La technologie face aux défis environnementaux de l’aérien

Le secteur aérien veut réduire son empreinte environnementale. Pour ce faire, la technologie numérique est une solution d’avenir à exploiter. Cependant la question se pose de la balance entre les bénéfices obtenus par le digital, et le poids des émissions lié à son usage. Un équilibre que cherche à trouver les aéroports, comme le Groupe ADP, leader mondial de la gestion aéroportuaire. Yannael Billard, Responsable du Département Environnement Énergie du groupe a évoqué le sujet auprès de Hub One, l’opérateur expert en technologie digitale pour les entreprises.

La défense de l’environnement est l’urgence du XXIème siècle. Face à cet enjeu, les acteurs de l’aérien s’adaptent et se tournent vers l’usage des technologies digitales pour assurer la transition écologique des aéroports. Une solution numérique qui doit cependant être analysée de façon objective dans la mesure où elle peut également être polluante. Il convient donc de trouver un usage adéquat du digital pour, in fine, réduire l’impact des activités aéroportuaires sur l’environnement.

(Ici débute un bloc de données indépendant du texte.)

//! Hot broadcast with replay of the latest value.
//!
//! A `Replay<T>` holds the most recent value plus every registered
//! subscriber. A subscriber registered after a value has been published
//! receives that value on its first `next()` without waiting, then every
//! later value. Slow subscribers observe the latest value rather than every
//! intermediate one; each value is a full state so nothing is lost by
//! skipping. Built on `tokio::sync::watch`.

use futures::stream::{self, Stream};
use tokio::sync::watch;

/// Publishing side of a replay-of-1 broadcast
#[derive(Debug)]
pub struct Replay<T> {
    tx: watch::Sender<Option<T>>,
}

impl<T: Clone> Replay<T> {
    /// Create an empty broadcast
    pub fn new() -> Self {
        let (tx, _) = watch::channel(None);
        Self { tx }
    }

    /// Replace the latest value and notify every subscriber
    pub fn publish(&self, value: T) {
        self.tx.send_replace(Some(value));
    }

    /// Withdraw the latest value so new subscribers wait for the next one
    pub fn clear(&self) {
        self.tx.send_replace(None);
    }

    /// The latest value, if any
    pub fn latest(&self) -> Option<T> {
        self.tx.borrow().clone()
    }

    /// Register a new subscriber
    pub fn subscribe(&self) -> Subscription<T> {
        Subscription {
            rx: self.tx.subscribe(),
            primed: false,
        }
    }

    /// Number of live subscribers
    pub fn subscriber_count(&self) -> usize {
        self.tx.receiver_count()
    }
}

impl<T: Clone> Default for Replay<T> {
    fn default() -> Self {
        Self::new()
    }
}

/// Receiving side of a replay-of-1 broadcast
#[derive(Debug, Clone)]
pub struct Subscription<T> {
    rx: watch::Receiver<Option<T>>,
    primed: bool,
}

impl<T: Clone> Subscription<T> {
    /// Wait for the next value.
    ///
    /// The first call yields the replayed value immediately when one exists.
    /// Returns `None` once the publisher is gone. Cancel safe.
    pub async fn next(&mut self) -> Option<T> {
        if !self.primed {
            self.primed = true;
            if let Some(value) = self.rx.borrow_and_update().clone() {
                return Some(value);
            }
        }
        loop {
            self.rx.changed().await.ok()?;
            if let Some(value) = self.rx.borrow_and_update().clone() {
                return Some(value);
            }
        }
    }

    /// Wait until a value satisfies `predicate`, starting with the latest one
    pub async fn wait_for(&mut self, mut predicate: impl FnMut(&T) -> bool) -> Option<T> {
        loop {
            let value = self.next().await?;
            if predicate(&value) {
                return Some(value);
            }
        }
    }

    /// The latest value without waiting
    pub fn latest(&self) -> Option<T> {
        self.rx.borrow().clone()
    }

    /// Convert into a `Stream` of values
    pub fn into_stream(self) -> impl Stream<Item = T>
    where
        T: Send + Sync + 'static,
    {
        stream::unfold(self, |mut sub| async move {
            let value = sub.next().await?;
            Some((value, sub))
        })
    }
}

#[cfg(test)]
mod tests {
    use super::*;
    use futures::StreamExt;
    use std::time::Duration;
    use tokio::time::timeout;

    #[tokio::test]
    async fn test_late_subscriber_gets_latest_immediately() {
        let replay = Replay::new();
        replay.publish(1);
        replay.publish(2);

        let mut sub = replay.subscribe();
        assert_eq!(sub.next().await, Some(2));
    }

    #[tokio::test]
    async fn test_subscriber_waits_when_empty() {
        let replay: Replay<u32> = Replay::new();
        let mut sub = replay.subscribe();

        assert!(timeout(Duration::from_millis(20), sub.next()).await.is_err());
        replay.publish(7);
        assert_eq!(sub.next().await, Some(7));
    }

    #[tokio::test]
    async fn test_clear_hides_stale_value() {
        let replay = Replay::new();
        replay.publish("old");
        replay.clear();

        let mut sub = replay.subscribe();
        assert!(timeout(Duration::from_millis(20), sub.next()).await.is_err());
        replay.publish("new");
        assert_eq!(sub.next().await, Some("new"));
    }

    #[tokio::test]
    async fn test_all_subscribers_see_each_publish() {
        let replay = Replay::new();
        let mut a = replay.subscribe();
        let mut b = replay.subscribe();
        assert_eq!(replay.subscriber_count(), 2);

        replay.publish(5);
        assert_eq!(a.next().await, Some(5));
        assert_eq!(b.next().await, Some(5));
    }

    #[tokio::test]
    async fn test_stream_ends_when_publisher_dropped() {
        let replay = Replay::new();
        replay.publish(1);
        let stream = replay.subscribe().into_stream();
        drop(replay);

        let values: Vec<_> = stream.collect().await;
        assert_eq!(values, vec![1]);
    }

    #[tokio::test]
    async fn test_wait_for_skips_until_match() {
        let replay = Replay::new();
        let mut sub = replay.subscribe();
        replay.publish(1);

        let waiter = tokio::spawn(async move { sub.wait_for(|v| *v >= 3).await });
        tokio::task::yield_now().await;
        replay.publish(2);
        replay.publish(3);

        assert_eq!(waiter.await.unwrap(), Some(3));
    }
}
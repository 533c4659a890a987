//! Error types for Invoice-View

use thiserror::Error;

/// Result type alias for Invoice-View operations
pub type Result<T> = std::result::Result<T, Error>;

/// Main error type for Invoice-View
///
/// Errors are `Clone` so a single failure can be handed to every demander of
/// a shared fetch and replayed on observed streams.
#[derive(Error, Debug, Clone, PartialEq, Eq)]
pub enum Error {
    /// Network or server failure on fetch, create or delete
    #[error("Transport error: {0}")]
    Transport(String),

    /// The remote target of an operation does not exist
    #[error("Not found: {0}")]
    NotFound(String),

    /// Serialization/deserialization errors
    #[error("Serialization error: {0}")]
    Serialization(String),

    /// Configuration errors
    #[error("Configuration error: {0}")]
    Configuration(String),

    /// A command bus or background driver has shut down
    #[error("Channel closed: {0}")]
    Closed(String),

    /// No async runtime available to drive background stages
    #[error("Runtime error: {0}")]
    Runtime(String),

    /// IO errors
    #[error("IO error: {0}")]
    Io(String),
}

impl From<std::io::Error> for Error {
    fn from(e: std::io::Error) -> Self {
        Error::Io(e.to_string())
    }
}

impl From<serde_json::Error> for Error {
    fn from(e: serde_json::Error) -> Self {
        Error::Serialization(e.to_string())
    }
}

impl From<toml::de::Error> for Error {
    fn from(e: toml::de::Error) -> Self {
        Error::Configuration(e.to_string())
    }
}

impl From<reqwest::Error> for Error {
    fn from(e: reqwest::Error) -> Self {
        if e.status() == Some(reqwest::StatusCode::NOT_FOUND) {
            Error::NotFound(e.to_string())
        } else {
            Error::Transport(e.to_string())
        }
    }
}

User de la technologie pour réduire l’empreinte environnementale des aéroports

La technologie peut servir la cause climatique de façon pertinente. Prenons l’exemple du digital, il permet de mettre en place des dispositifs qui améliorent le parcours des avions, réduisant de fait leur consommation de carburant sur les aires de manœuvre. Les data peuvent aussi simplifier l’ensemble des opérations au sol. Ajouté à cela, l’exploitation d’algorithmes permet d’identifier les sources d’émissions polluantes et propose des modèles visant à les réduire. Enfin, la technologie est une grande source d’innovations de rupture, comme celle de l’avion hydrogène.

Il est cependant nécessaire de prendre de la hauteur sur le digital et se demander si son usage protège réellement l’environnement. En effet, la technologie peut paradoxalement prendre un problème écologique pour le déplacer ailleurs. Le cas des biocarburants à base d’huile de palme est symptomatique. D’un point de vue économique ou technologique, le projet semble pertinent. « En revanche, si on fait le bilan carbone global, et qu’on intègre toutes les externalités positives et négatives sur l’ensemble du cycle de vie, le bilan n’est pas forcément aussi reluisant », souligne Yannael Billard.  

La collaboration au service de l’urgence climatique : philosophie du Green Airport

L’innovation digitale est une solution pour faire face à l’urgence climatique. Cependant ces technologies de rupture étant récentes, les utilisateurs n’ont pas de véritable recul sur leur impact environnemental. Le travail collaboratif permet de maintenir un esprit critique vis-à-vis de ces dernières. Un principe défendu par le groupe aérien. « Nous avons besoin de nous appuyer sur des partenaires experts, comme nous avons aussi besoin de nous appuyer sur des associations et sur la société civile qui vont nous challenger », estime l’interrogé.

Il est donc pertinent de mutualiser les idées digitales afin d’offrir une mobilité durable et intelligente aux activités aéroportuaires et ainsi assurer la transition écologique. C’est toute la philosophie du Green Airport : travailler collectivement afin de progresser plus vite sur l’appréciation de la qualité des technologies, de leur intérêt, de ce qui pourrait fonctionner ou pas. « Pour Le Groupe ADP il y a une vraie valeur dans le simple fait de partager et de travailler en groupement sur l’avenir de l’aérien dans le respect de toutes les composantes environnementales », conclut Yannael Billard.

 

L’aérien est en pleine mutation. Porté par le Smart Airport, les acteurs du secteur misent sur le développement de solutions digitales intelligentes afin d’optimiser leurs performances opérationnelles. Mais derrière cette terminologie Smart Airport, on assiste aussi à l’émergence d’initiatives et innovations technologiques numériques tendant à réduire l’empreinte environnementale des activités aéroportuaires. Il convient donc de collaborer afin d’user de manière pertinente et équilibrée du digital, qui reste une source de consommation énergétique et polluante.